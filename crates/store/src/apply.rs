//! Apply orchestration: compile a rule source once, then persist it to
//! one or many banners with replace/merge semantics.
//!
//! One banner is one transactional unit. A failure while persisting one
//! banner is recorded in that banner's outcome and never prevents the
//! remaining banners from being processed.

use serde::{Deserialize, Serialize};
use serde_json::Value;
use tracing::{debug, info, warn};

use adlimit_targeting::flatten::acl_rows;
use adlimit_targeting::schema::{GroupMode, GroupRule, LeafRule, LogicalOp, RuleNode};
use adlimit_targeting::{compile, flatten, normalize};

use crate::error::StoreError;
use crate::{BannerStore, RuleSetSource};

// ── Request / report types ──────────────────────────────────────────

/// Replace discards a banner's existing rules; merge keeps them in
/// front of the new ones.
#[derive(Debug, Clone, Copy, PartialEq, Eq, Default, Serialize)]
#[serde(rename_all = "lowercase")]
pub enum ApplyMode {
    #[default]
    Replace,
    Merge,
}

impl ApplyMode {
    /// Unrecognized values fall back to replace.
    pub fn parse(s: &str) -> Self {
        match s.to_lowercase().as_str() {
            "merge" => Self::Merge,
            _ => Self::Replace,
        }
    }

    pub fn as_str(&self) -> &'static str {
        match self {
            Self::Replace => "replace",
            Self::Merge => "merge",
        }
    }
}

impl<'de> Deserialize<'de> for ApplyMode {
    fn deserialize<D>(deserializer: D) -> Result<Self, D::Error>
    where
        D: serde::Deserializer<'de>,
    {
        let raw = String::deserialize(deserializer)?;
        Ok(Self::parse(&raw))
    }
}

#[derive(Debug, Clone, Deserialize)]
pub struct ApplyRequest {
    #[serde(rename = "targetIds")]
    pub target_ids: Vec<i64>,
    #[serde(default)]
    pub mode: ApplyMode,
    /// Inline raw rule tree; ignored when `rule_set_id` is set.
    #[serde(default)]
    pub rules: Option<Vec<Value>>,
    #[serde(rename = "ruleSetId", default)]
    pub rule_set_id: Option<i64>,
}

#[derive(Debug, Clone, Serialize)]
pub struct ApplyReport {
    pub mode: ApplyMode,
    #[serde(rename = "ruleSetUsed")]
    pub rule_set_used: Option<i64>,
    pub warnings: Vec<String>,
    pub results: Vec<TargetOutcome>,
}

#[derive(Debug, Clone, Serialize)]
pub struct TargetOutcome {
    #[serde(rename = "targetId")]
    pub target_id: i64,
    pub ok: bool,
    #[serde(skip_serializing_if = "Option::is_none")]
    pub mode: Option<ApplyMode>,
    #[serde(rename = "compiledLength", skip_serializing_if = "Option::is_none")]
    pub compiled_length: Option<usize>,
    #[serde(skip_serializing_if = "Option::is_none")]
    pub error: Option<String>,
}

impl TargetOutcome {
    fn ok(target_id: i64, mode: ApplyMode, compiled_length: usize) -> Self {
        Self {
            target_id,
            ok: true,
            mode: Some(mode),
            compiled_length: Some(compiled_length),
            error: None,
        }
    }

    fn err(target_id: i64, message: impl Into<String>) -> Self {
        Self {
            target_id,
            ok: false,
            mode: None,
            compiled_length: None,
            error: Some(message.into()),
        }
    }
}

// ── Orchestration ───────────────────────────────────────────────────

/// Apply a rule source to every requested banner.
///
/// The rule source is normalized and flattened once; warnings are shared
/// across all targets. Structural problems (no targets, no rule source,
/// unknown rule set) reject the whole call before any banner is touched.
pub async fn apply<S>(store: &S, req: &ApplyRequest) -> Result<ApplyReport, StoreError>
where
    S: BannerStore + RuleSetSource,
{
    if req.target_ids.is_empty() {
        return Err(StoreError::MissingTargets);
    }

    let raw = match req.rule_set_id {
        Some(id) => store
            .load_rules(id)
            .await?
            .ok_or(StoreError::RuleSetNotFound(id))?,
        None => req.rules.clone().ok_or(StoreError::MissingRules)?,
    };

    let (normalized, warnings) = normalize(&raw);
    let new_leaves = flatten(&normalized);
    info!(
        targets = req.target_ids.len(),
        mode = req.mode.as_str(),
        leaves = new_leaves.len(),
        "applying targeting rules"
    );

    let mut results = Vec::with_capacity(req.target_ids.len());
    for &target_id in &req.target_ids {
        if target_id <= 0 {
            results.push(TargetOutcome::err(target_id, "invalid id"));
            continue;
        }
        match apply_one(store, target_id, req.mode, &new_leaves).await {
            Ok(compiled_length) => {
                debug!(target_id, compiled_length, "targeting applied");
                results.push(TargetOutcome::ok(target_id, req.mode, compiled_length));
            }
            Err(e) => {
                warn!(target_id, error = %e, "targeting apply failed for banner");
                results.push(TargetOutcome::err(target_id, e.to_string()));
            }
        }
    }

    Ok(ApplyReport {
        mode: req.mode,
        rule_set_used: req.rule_set_id,
        warnings,
        results,
    })
}

/// Persist the final leaf sequence for one banner and return the length
/// of the stored compiled expression.
async fn apply_one<S: BannerStore>(
    store: &S,
    banner_id: i64,
    mode: ApplyMode,
    new_leaves: &[LeafRule],
) -> Result<usize, StoreError> {
    let mut combined: Vec<LeafRule> = Vec::new();
    if mode == ApplyMode::Merge {
        for row in store.load_leaves(banner_id).await? {
            combined.push(row.to_leaf());
        }
    }
    combined.extend_from_slice(new_leaves);

    let rows = acl_rows(&combined);
    let tree = vec![RuleNode::Group(GroupRule {
        mode: GroupMode::All,
        logical: LogicalOp::And,
        rules: combined.into_iter().map(RuleNode::Leaf).collect(),
    })];
    let compiled = compile(&tree);

    store.replace_targeting(banner_id, &rows, &compiled).await?;
    Ok(compiled.len())
}

#[cfg(test)]
mod tests {
    use super::*;

    #[test]
    fn unknown_mode_strings_default_to_replace() {
        assert_eq!(ApplyMode::parse("merge"), ApplyMode::Merge);
        assert_eq!(ApplyMode::parse("MERGE"), ApplyMode::Merge);
        assert_eq!(ApplyMode::parse("replace"), ApplyMode::Replace);
        assert_eq!(ApplyMode::parse("bogus"), ApplyMode::Replace);
        assert_eq!(ApplyMode::parse(""), ApplyMode::Replace);
    }

    #[test]
    fn request_deserializes_wire_names() {
        let req: ApplyRequest = serde_json::from_value(serde_json::json!({
            "targetIds": [1, 2],
            "mode": "merge",
            "ruleSetId": 7
        }))
        .unwrap();
        assert_eq!(req.target_ids, vec![1, 2]);
        assert_eq!(req.mode, ApplyMode::Merge);
        assert_eq!(req.rule_set_id, Some(7));
        assert!(req.rules.is_none());
    }
}
// Copyright 2024 Google LLC
//
// Licensed under the Apache License, Version 2.0 (the "License");
// you may not use this file except in compliance with the License.
// You may obtain a copy of the License at
//
//     http://www.apache.org/licenses/LICENSE-2.0
//
// Unless required by applicable law or agreed to in writing, software
// distributed under the License is distributed on an "AS IS" BASIS,
// WITHOUT WARRANTIES OR CONDITIONS OF ANY KIND, either express or implied.
// See the License for the specific language governing permissions and
// limitations under the License.


use std::{
    collections::BTreeSet,
    fs::File,
    io::{self, Read, Seek},
    path::Path
};

use repack_common::*;
use tracing::{debug, info};
use zip::{result::ZipError, ZipArchive};

use crate::{
    layout::{self, MANIFEST_ENTRY},
    path_safety::{lexical_relative_path, prepare_destination},
    ArchiveEntry
};

/// What [extract_archive] learned about the source APK.
#[derive(Debug, Default)]
pub struct ExtractedArchive {
    /// Raw bytes of `AndroidManifest.xml`. Never written to the scratch root.
    pub manifest: Vec<u8>,
    /// Distinct `lib/<abi>/` directories, eg. `arm64-v8a`
    pub abis: BTreeSet<String>,
    /// Sequence numbers of the existing `classes*.dex` payloads
    pub payload_indices: BTreeSet<u32>,
    /// Entries copied into the scratch root, in archive order
    pub retained: Vec<String>,
    /// Old signature files that were dropped
    pub dropped_signatures: Vec<String>
}

/// Streams every entry of `source` into `scratch_root`, except the manifest
/// (kept in memory) and old signature files (dropped).
pub fn extract_archive<R: Read + Seek>(source: R, scratch_root: &Path) -> Result<ExtractedArchive> {
    let mut archive = ZipArchive::new(source)?;
    let mut extracted = ExtractedArchive::default();
    let mut manifest = None;

    for i in 0..archive.len() {
        let mut entry = archive.by_index(i)?;
        let name = entry.name().to_string();

        if let Some(abi) = layout::native_library_abi(&name) {
            extracted.abis.insert(abi.to_string());
        }
        if entry.is_dir() {
            continue;
        }
        if layout::is_signature_file(&name) {
            debug!("Dropping old signature file {name}");
            extracted.dropped_signatures.push(name);
            continue;
        }
        if name == MANIFEST_ENTRY {
            let mut bytes = Vec::with_capacity(declared_capacity(entry.size()));
            entry.read_to_end(&mut bytes)?;
            manifest = Some(bytes);
            continue;
        }
        if let Some(index) = layout::payload_index(&name) {
            extracted.payload_indices.insert(index);
        }

        let destination = prepare_destination(scratch_root, &name)?;
        let mut out = File::create(&destination)?;
        io::copy(&mut entry, &mut out)?;
        extracted.retained.push(name);
    }

    extracted.manifest = manifest.ok_or(PackError::MissingManifest)?;
    info!(
        "Extracted {} entries, dropped {} signature files, ABIs {:?}, payloads {:?}",
        extracted.retained.len(),
        extracted.dropped_signatures.len(),
        extracted.abis,
        extracted.payload_indices
    );
    Ok(extracted)
}

// Declared sizes come from the untrusted central directory
const MAX_PREALLOCATION: u64 = 64 << 20;

fn declared_capacity(declared_size: u64) -> usize {
    declared_size.min(MAX_PREALLOCATION) as usize
}

/// Reads every file entry of an archive into memory, in archive order.
pub fn read_entries<R: Read + Seek>(source: R) -> Result<Vec<ArchiveEntry>> {
    let mut archive = ZipArchive::new(source)?;
    let mut entries = Vec::with_capacity(archive.len());
    for i in 0..archive.len() {
        let mut entry = archive.by_index(i)?;
        if entry.is_dir() {
            continue;
        }
        let name = entry.name().to_string();
        lexical_relative_path(&name)?;
        let mut data = Vec::with_capacity(declared_capacity(entry.size()));
        entry.read_to_end(&mut data)?;
        entries.push(ArchiveEntry::new(name, data));
    }
    Ok(entries)
}

/// Reads just `AndroidManifest.xml` out of an archive.
pub fn read_manifest<R: Read + Seek>(source: R) -> Result<Vec<u8>> {
    let mut archive = ZipArchive::new(source)?;
    let mut entry = match archive.by_name(MANIFEST_ENTRY) {
        Ok(entry) => entry,
        Err(ZipError::FileNotFound) => return Err(PackError::MissingManifest),
        Err(err) => return Err(err.into())
    };
    let mut manifest = Vec::with_capacity(declared_capacity(entry.size()));
    entry.read_to_end(&mut manifest)?;
    Ok(manifest)
}

#[cfg(test)]
mod tests {
    use super::*;
    use std::{fs, io::Cursor, io::Write};
    use tempfile::TempDir;
    use zip::{write::SimpleFileOptions, ZipWriter};

    fn build_zip(files: &[(&str, &[u8])]) -> Vec<u8> {
        let mut buf = vec![];
        let mut zip = ZipWriter::new(Cursor::new(&mut buf));
        for (name, data) in files {
            zip.start_file(*name, SimpleFileOptions::default()).unwrap();
            zip.write_all(data).unwrap();
        }
        zip.finish().unwrap();
        buf
    }

    #[test]
    fn classifies_entries_and_keeps_manifest_in_memory() {
        let zip = build_zip(&[
            ("AndroidManifest.xml", b"manifest-bytes"),
            ("classes.dex", b"dex1"),
            ("classes3.dex", b"dex3"),
            ("lib/arm64-v8a/libfoo.so", b"elf"),
            ("lib/x86_64/libfoo.so", b"elf"),
            ("META-INF/CERT.SF", b"sig"),
            ("META-INF/CERT.RSA", b"sig"),
            ("META-INF/MANIFEST.MF", b"sig"),
            ("META-INF/services/a.b.C", b"service"),
            ("res/layout/main.xml", b"layout"),
        ]);
        let scratch = TempDir::new().unwrap();
        let extracted = extract_archive(Cursor::new(zip), scratch.path()).unwrap();

        assert_eq!(extracted.manifest, b"manifest-bytes");
        assert_eq!(
            extracted.abis.iter().map(String::as_str).collect::<Vec<_>>(),
            vec!["arm64-v8a", "x86_64"]
        );
        assert_eq!(
            extracted.payload_indices.iter().copied().collect::<Vec<_>>(),
            vec![1, 3]
        );
        assert_eq!(extracted.dropped_signatures.len(), 3);
        assert!(!scratch.path().join("AndroidManifest.xml").exists());
        assert!(!scratch.path().join("META-INF/CERT.SF").exists());
        assert_eq!(
            fs::read(scratch.path().join("META-INF/services/a.b.C")).unwrap(),
            b"service"
        );
        assert_eq!(fs::read(scratch.path().join("classes3.dex")).unwrap(), b"dex3");
    }

    #[test]
    fn read_manifest_finds_only_the_manifest() {
        let zip = build_zip(&[("classes.dex", b"dex"), ("AndroidManifest.xml", b"m")]);
        assert_eq!(read_manifest(Cursor::new(zip)).unwrap(), b"m");

        let zip = build_zip(&[("classes.dex", b"dex")]);
        assert!(matches!(
            read_manifest(Cursor::new(zip)),
            Err(PackError::MissingManifest)
        ));
    }

    #[test]
    fn declared_sizes_do_not_drive_allocation() {
        assert_eq!(declared_capacity(12), 12);
        assert_eq!(declared_capacity(u64::MAX), 64 << 20);
    }

    #[test]
    fn missing_manifest_is_fatal() {
        let zip = build_zip(&[("classes.dex", b"dex")]);
        let scratch = TempDir::new().unwrap();
        let result = extract_archive(Cursor::new(zip), scratch.path());
        assert!(matches!(result, Err(PackError::MissingManifest)));
    }

    #[test]
    fn traversal_entries_abort_without_writing_outside() {
        let parent = TempDir::new().unwrap();
        let scratch = parent.path().join("scratch");
        fs::create_dir(&scratch).unwrap();
        let zip = build_zip(&[
            ("AndroidManifest.xml", b"m"),
            ("../escaped.txt", b"gotcha"),
        ]);

        let result = extract_archive(Cursor::new(zip), &scratch);
        assert!(matches!(result, Err(PackError::PathTraversal(_))));
        assert!(!parent.path().join("escaped.txt").exists());
    }

    #[test]
    fn absolute_entries_abort() {
        let scratch = TempDir::new().unwrap();
        let zip = build_zip(&[("AndroidManifest.xml", b"m"), ("/tmp/abs.txt", b"x")]);
        let result = extract_archive(Cursor::new(zip), scratch.path());
        assert!(matches!(result, Err(PackError::PathTraversal(_))));
    }

    #[test]
    fn read_entries_loads_everything_in_order() {
        let zip = build_zip(&[("b", b"2"), ("a", b"1"), ("META-INF/X.SF", b"s")]);
        let entries = read_entries(Cursor::new(zip)).unwrap();
        let names: Vec<&str> = entries.iter().map(|e| e.path.as_str()).collect();
        assert_eq!(names, vec!["b", "a", "META-INF/X.SF"]);
        assert_eq!(entries[1].data, b"1");
    }
}
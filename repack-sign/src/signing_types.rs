// Copyright 2024 Google LLC
//
// Licensed under the Apache License, Version 2.0 (the "License");
// you may not use this file except in compliance with the License.
// You may obtain a copy of the License at
//
//     http://www.apache.org/licenses/LICENSE-2.0
//
// Unless required by applicable law or agreed to in writing, software
// distributed under the License is distributed on an "AS IS" BASIS,
// WITHOUT WARRANTIES OR CONDITIONS OF ANY KIND, either express or implied.
// See the License for the specific language governing permissions and
// limitations under the License.

// Types involved in the APK Signature Scheme v2 and v3
use deku::prelude::*;
use repack_common::Result;

use crate::hasher::Sha256Hash;

// Named according to the APK Signature Scheme v2 doc

#[derive(Debug, PartialEq, DekuWrite, Clone)]
pub struct ApkSigningBlock {
    // Size of this structure MINUS this field!
    // This field appears twice, the 'minus' is only for one of them.
    // So if the structure is 128 bytes, this reads 120, NOT 112.
    pub size_of_self_not_counted: u64,
    pub pairs: SigningBlockPairs,
    pub size_of_self_counted: u64,
    pub magic: [u8; 16]
}

// This is in its own block so that we can determine its size before serialising its parent
#[derive(Debug, PartialEq, DekuWrite, Clone)]
pub struct SigningBlockPairs {
    pub pairs: Vec<U64LengthPrefixed<SigningBlockIdValuePair>>
}

#[derive(Debug, PartialEq, DekuWrite, Clone)]
pub struct SigningBlockIdValuePair {
    pub id: u32,
    pub value: Vec<u8>
}

#[derive(Debug, PartialEq, DekuWrite, Clone)]
pub struct SignatureSchemeV2Block {
    pub signers: U32LengthPrefixed<Vec<U32LengthPrefixed<Signer>>>
}

#[derive(Debug, PartialEq, DekuWrite, Clone)]
pub struct SignatureSchemeV3Block {
    pub signers: U32LengthPrefixed<Vec<U32LengthPrefixed<V3Signer>>>
}

#[derive(Debug, PartialEq, DekuWrite, Clone)]
pub struct Signer {
    pub signed_data: U32LengthPrefixed<SignedData>,
    pub signatures: U32LengthPrefixed<Vec<U32LengthPrefixed<Signature>>>,
    // SubjectPublicKeyInfo, ASN.1 DER form
    pub public_key: U32LengthPrefixed<Vec<u8>>
}

#[derive(Debug, PartialEq, DekuWrite, Clone)]
pub struct V3Signer {
    pub signed_data: U32LengthPrefixed<V3SignedData>,

    pub min_sdk: u32,
    pub max_sdk: u32,

    pub signatures: U32LengthPrefixed<Vec<U32LengthPrefixed<Signature>>>,
    // SubjectPublicKeyInfo, ASN.1 DER form
    pub public_key: U32LengthPrefixed<Vec<u8>>
}

#[derive(Debug, PartialEq, DekuWrite, Clone)]
pub struct Signature {
    pub signature_algorithm_id: SignatureAlgorithmId,
    pub signature: U32LengthPrefixed<Vec<u8>>
}

#[derive(Debug, PartialEq, DekuWrite, Clone)]
pub struct SignedData {
    pub digests: U32LengthPrefixed<Vec<U32LengthPrefixed<Digest>>>,
    // Array of X.509 Certificates (ASN.1 DER form) as bytes
    pub certificates: U32LengthPrefixed<Vec<U32LengthPrefixed<Vec<u8>>>>,
    // Nothing here needs these so we just write 0
    pub additional_attributes: u32
}

#[derive(Debug, PartialEq, DekuWrite, Clone)]
pub struct V3SignedData {
    pub digests: U32LengthPrefixed<Vec<U32LengthPrefixed<Digest>>>,
    // Array of X.509 Certificates (ASN.1 DER form) as bytes
    pub certificates: U32LengthPrefixed<Vec<U32LengthPrefixed<Vec<u8>>>>,
    pub min_sdk: u32,
    pub max_sdk: u32,
    // Nothing here needs these so we just write 0
    pub additional_attributes: u32
}

#[derive(Debug, PartialEq, DekuWrite, Clone)]
pub struct Digest {
    pub signature_algorithm_id: SignatureAlgorithmId,
    pub digest: U32LengthPrefixed<Sha256Hash>
}

#[derive(Debug, PartialEq, DekuWrite, Clone)]
#[deku(id_type = "u32")]
pub enum SignatureAlgorithmId {
    #[deku(id = 0x0103)]
    RsaSsaPkcs1v1_5WithSha2_256
}

// Wire value of SignatureAlgorithmId::RsaSsaPkcs1v1_5WithSha2_256
pub const RSA_PKCS1_V1_5_WITH_SHA256_ID: u32 = 0x0103;

// Helper structures

// Outer APK Signing Block structures use u64 lengths
#[derive(Debug, PartialEq, DekuWrite, Clone)]
pub struct U64LengthPrefixed<T: DekuWriter> {
    pub length: u64,
    pub value: T
}
// The "Integrity-protected contents" block uses u32 lengths
#[derive(Debug, PartialEq, DekuWrite, Clone)]
pub struct U32LengthPrefixed<T: DekuWriter> {
    pub length: u32,
    pub value: T
}

#[derive(Debug, PartialEq, DekuWrite, Clone)]
pub struct RawWrapper<T: DekuWriter> {
    pub value: T
}

fn serialised_length<T: DekuWriter + Clone>(thing: &T) -> Result<usize> {
    let wrap = RawWrapper {
        value: thing.clone()
    };
    Ok(wrap.to_bytes()?.len())
}

// Constructs length-prefixed things
pub fn len_pfx_u32<T: DekuWriter + Clone>(thing: T) -> Result<U32LengthPrefixed<T>> {
    Ok(U32LengthPrefixed {
        length: serialised_length(&thing)? as u32,
        value: thing
    })
}

pub fn len_pfx_u64<T: DekuWriter + Clone>(thing: T) -> Result<U64LengthPrefixed<T>> {
    Ok(U64LengthPrefixed {
        length: serialised_length(&thing)? as u64,
        value: thing
    })
}

/// Length-prefixes every item and then the list as a whole, which is how
/// every sequence in the v2/v3 blocks is laid out.
pub fn len_pfx_list<T: DekuWriter + Clone>(items: Vec<T>) -> Result<U32LengthPrefixed<Vec<U32LengthPrefixed<T>>>> {
    let items = items.into_iter().map(len_pfx_u32).collect::<Result<Vec<_>>>()?;
    len_pfx_u32(items)
}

*Aim of the exercise*. Reproduce the lines of the records exactly, from the first one through the line that contains "the new ones.".

*Response*.
filename crates/store/src/apply.rs
//! Apply orchestration: compile a rule source once, then persist it to
//! one or many banners with replace/merge semantics.
//!
//! One banner is one transactional unit. A failure while persisting one
//! banner is recorded in that banner's outcome and never prevents the
//! remaining banners from being processed.

use serde::{Deserialize, Serialize};
use serde_json::Value;
use tracing::{debug, info, warn};

use adlimit_targeting::flatten::acl_rows;
use adlimit_targeting::schema::{GroupMode, GroupRule, LeafRule, LogicalOp, RuleNode};
use adlimit_targeting::{compile, flatten, normalize};

use crate::error::StoreError;
use crate::{BannerStore, RuleSetSource};

// ── Request / report types ──────────────────────────────────────────

/// Replace discards a banner's existing rules; merge keeps them in
/// front of the new ones.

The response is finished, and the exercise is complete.